[Information shown]

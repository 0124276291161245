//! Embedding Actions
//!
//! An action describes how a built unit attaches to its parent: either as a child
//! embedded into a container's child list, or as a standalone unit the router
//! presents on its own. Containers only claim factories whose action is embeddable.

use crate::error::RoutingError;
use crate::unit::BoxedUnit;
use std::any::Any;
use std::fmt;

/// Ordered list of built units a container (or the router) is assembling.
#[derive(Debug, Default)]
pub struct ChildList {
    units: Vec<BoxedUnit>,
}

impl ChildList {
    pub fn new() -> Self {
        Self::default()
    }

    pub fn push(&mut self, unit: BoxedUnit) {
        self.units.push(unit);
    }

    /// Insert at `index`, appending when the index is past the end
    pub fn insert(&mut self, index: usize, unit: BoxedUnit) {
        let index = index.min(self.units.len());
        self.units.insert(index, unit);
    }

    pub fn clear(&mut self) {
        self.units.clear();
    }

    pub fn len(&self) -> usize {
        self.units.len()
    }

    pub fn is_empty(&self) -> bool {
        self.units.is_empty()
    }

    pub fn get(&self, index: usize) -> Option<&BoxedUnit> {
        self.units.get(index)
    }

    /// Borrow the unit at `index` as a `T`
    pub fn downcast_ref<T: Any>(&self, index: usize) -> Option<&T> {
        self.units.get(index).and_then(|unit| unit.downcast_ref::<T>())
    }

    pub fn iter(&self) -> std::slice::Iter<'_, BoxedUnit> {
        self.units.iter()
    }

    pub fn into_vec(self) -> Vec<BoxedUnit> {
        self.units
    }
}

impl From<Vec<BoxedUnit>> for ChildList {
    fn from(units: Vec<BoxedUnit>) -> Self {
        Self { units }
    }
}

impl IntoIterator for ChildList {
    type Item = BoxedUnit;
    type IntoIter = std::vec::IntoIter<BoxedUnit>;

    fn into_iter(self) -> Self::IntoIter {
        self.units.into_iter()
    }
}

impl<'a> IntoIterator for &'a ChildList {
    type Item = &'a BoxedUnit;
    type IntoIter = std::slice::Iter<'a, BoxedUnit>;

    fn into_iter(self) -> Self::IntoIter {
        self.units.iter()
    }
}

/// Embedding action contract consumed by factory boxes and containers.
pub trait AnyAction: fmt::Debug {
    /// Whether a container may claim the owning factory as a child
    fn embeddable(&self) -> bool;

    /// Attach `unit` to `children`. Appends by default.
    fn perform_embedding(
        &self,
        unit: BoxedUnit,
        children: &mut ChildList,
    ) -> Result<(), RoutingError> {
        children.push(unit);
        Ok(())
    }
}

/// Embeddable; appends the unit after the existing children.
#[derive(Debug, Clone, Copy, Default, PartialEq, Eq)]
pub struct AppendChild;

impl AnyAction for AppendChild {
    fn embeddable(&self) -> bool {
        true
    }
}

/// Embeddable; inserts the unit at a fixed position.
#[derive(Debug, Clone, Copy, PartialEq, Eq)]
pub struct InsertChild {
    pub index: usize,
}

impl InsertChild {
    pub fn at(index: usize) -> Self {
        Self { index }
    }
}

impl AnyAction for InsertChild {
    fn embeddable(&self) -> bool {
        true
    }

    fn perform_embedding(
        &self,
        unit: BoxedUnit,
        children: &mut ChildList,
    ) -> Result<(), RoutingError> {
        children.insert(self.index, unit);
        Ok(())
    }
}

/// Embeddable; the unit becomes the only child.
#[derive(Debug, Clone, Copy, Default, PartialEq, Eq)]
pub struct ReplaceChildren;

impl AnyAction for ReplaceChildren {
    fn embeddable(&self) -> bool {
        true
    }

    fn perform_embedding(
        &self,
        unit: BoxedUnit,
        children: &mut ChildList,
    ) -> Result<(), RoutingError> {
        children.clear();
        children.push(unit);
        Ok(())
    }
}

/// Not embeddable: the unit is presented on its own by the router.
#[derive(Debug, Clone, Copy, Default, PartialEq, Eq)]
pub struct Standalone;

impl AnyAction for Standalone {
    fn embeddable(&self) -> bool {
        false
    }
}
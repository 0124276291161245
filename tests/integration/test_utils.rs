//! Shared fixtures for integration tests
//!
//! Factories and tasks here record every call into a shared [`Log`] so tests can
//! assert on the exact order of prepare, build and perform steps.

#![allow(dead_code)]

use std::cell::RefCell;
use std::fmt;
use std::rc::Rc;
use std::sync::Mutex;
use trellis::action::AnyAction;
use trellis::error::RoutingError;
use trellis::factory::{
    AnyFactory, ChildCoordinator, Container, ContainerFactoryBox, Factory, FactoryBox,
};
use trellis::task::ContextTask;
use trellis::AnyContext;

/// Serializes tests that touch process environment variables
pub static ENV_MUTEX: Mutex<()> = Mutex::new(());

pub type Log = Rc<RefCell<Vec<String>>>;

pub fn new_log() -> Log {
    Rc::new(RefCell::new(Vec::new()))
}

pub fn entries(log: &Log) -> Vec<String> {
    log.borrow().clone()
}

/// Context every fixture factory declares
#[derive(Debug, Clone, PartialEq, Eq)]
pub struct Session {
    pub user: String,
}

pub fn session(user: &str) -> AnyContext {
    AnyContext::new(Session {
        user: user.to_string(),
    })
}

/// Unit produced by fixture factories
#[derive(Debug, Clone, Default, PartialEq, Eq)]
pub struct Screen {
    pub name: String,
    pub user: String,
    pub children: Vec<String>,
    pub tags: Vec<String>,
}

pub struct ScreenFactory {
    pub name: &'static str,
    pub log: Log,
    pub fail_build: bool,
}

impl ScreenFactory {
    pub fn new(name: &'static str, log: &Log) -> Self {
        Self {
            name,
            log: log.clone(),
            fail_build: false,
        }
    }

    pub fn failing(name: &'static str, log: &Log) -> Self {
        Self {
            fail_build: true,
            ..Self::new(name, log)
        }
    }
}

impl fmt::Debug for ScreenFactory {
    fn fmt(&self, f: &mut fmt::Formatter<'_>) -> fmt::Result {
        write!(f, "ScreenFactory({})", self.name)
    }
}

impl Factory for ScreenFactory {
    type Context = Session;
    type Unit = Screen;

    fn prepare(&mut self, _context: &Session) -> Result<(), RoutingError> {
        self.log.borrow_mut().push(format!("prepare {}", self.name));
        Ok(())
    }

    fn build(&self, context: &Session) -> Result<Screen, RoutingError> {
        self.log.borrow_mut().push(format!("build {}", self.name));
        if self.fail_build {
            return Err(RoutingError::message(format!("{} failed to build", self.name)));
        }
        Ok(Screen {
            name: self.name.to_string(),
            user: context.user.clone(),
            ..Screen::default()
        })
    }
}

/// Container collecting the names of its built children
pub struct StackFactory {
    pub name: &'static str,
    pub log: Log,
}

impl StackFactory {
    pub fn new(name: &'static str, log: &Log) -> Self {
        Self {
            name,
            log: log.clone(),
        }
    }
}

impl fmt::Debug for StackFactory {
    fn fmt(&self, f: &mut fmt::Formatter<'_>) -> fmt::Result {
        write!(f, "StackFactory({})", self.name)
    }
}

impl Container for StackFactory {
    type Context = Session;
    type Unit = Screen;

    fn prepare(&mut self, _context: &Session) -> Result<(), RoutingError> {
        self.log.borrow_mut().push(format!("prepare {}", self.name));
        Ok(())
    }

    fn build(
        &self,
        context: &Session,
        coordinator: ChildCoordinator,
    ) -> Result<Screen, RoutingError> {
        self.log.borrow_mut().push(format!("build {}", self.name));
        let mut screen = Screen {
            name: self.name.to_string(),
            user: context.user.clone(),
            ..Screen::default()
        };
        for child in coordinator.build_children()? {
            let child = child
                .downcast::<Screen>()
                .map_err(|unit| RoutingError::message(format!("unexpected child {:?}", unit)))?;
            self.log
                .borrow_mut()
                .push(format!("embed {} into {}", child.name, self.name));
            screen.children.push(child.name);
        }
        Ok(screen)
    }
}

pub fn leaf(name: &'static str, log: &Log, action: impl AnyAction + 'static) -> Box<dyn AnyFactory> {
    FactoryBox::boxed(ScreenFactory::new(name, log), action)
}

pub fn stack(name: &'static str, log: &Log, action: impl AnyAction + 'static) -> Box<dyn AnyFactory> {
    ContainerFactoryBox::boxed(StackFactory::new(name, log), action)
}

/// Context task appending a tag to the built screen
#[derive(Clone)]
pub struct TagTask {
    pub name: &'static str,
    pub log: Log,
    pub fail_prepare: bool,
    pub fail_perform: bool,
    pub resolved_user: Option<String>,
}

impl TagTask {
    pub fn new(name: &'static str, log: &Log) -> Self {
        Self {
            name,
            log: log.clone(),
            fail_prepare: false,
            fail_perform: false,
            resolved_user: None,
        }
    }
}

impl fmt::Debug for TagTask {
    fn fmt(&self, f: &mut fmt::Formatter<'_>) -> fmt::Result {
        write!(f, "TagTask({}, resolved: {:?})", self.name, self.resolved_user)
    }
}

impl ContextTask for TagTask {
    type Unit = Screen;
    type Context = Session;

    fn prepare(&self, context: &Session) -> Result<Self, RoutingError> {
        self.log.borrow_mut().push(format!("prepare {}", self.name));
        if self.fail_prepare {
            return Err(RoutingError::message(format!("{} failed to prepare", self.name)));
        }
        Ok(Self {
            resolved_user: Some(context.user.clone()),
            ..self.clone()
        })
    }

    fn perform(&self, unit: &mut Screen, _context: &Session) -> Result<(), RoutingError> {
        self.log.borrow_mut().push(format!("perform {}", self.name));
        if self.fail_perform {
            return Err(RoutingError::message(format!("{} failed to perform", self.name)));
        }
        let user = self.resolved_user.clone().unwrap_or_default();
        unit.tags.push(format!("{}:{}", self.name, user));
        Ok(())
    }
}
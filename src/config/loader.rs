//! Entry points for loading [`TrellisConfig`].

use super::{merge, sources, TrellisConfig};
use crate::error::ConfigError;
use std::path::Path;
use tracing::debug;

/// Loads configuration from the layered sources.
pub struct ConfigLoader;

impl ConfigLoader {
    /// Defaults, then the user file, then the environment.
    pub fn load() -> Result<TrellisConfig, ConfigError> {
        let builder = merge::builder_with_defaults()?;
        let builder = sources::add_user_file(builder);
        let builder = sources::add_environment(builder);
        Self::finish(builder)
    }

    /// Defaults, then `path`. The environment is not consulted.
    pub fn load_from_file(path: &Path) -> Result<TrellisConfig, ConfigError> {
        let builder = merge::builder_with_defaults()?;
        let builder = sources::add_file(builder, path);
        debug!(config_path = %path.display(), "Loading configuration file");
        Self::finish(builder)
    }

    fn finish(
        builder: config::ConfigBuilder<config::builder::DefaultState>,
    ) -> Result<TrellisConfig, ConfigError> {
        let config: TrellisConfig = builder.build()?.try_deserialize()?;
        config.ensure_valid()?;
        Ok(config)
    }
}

[/Information shown]

*Problem statement*
The answer must be a single number: the count of lines in the listing that hold the string "only".

*Exercise solution*
2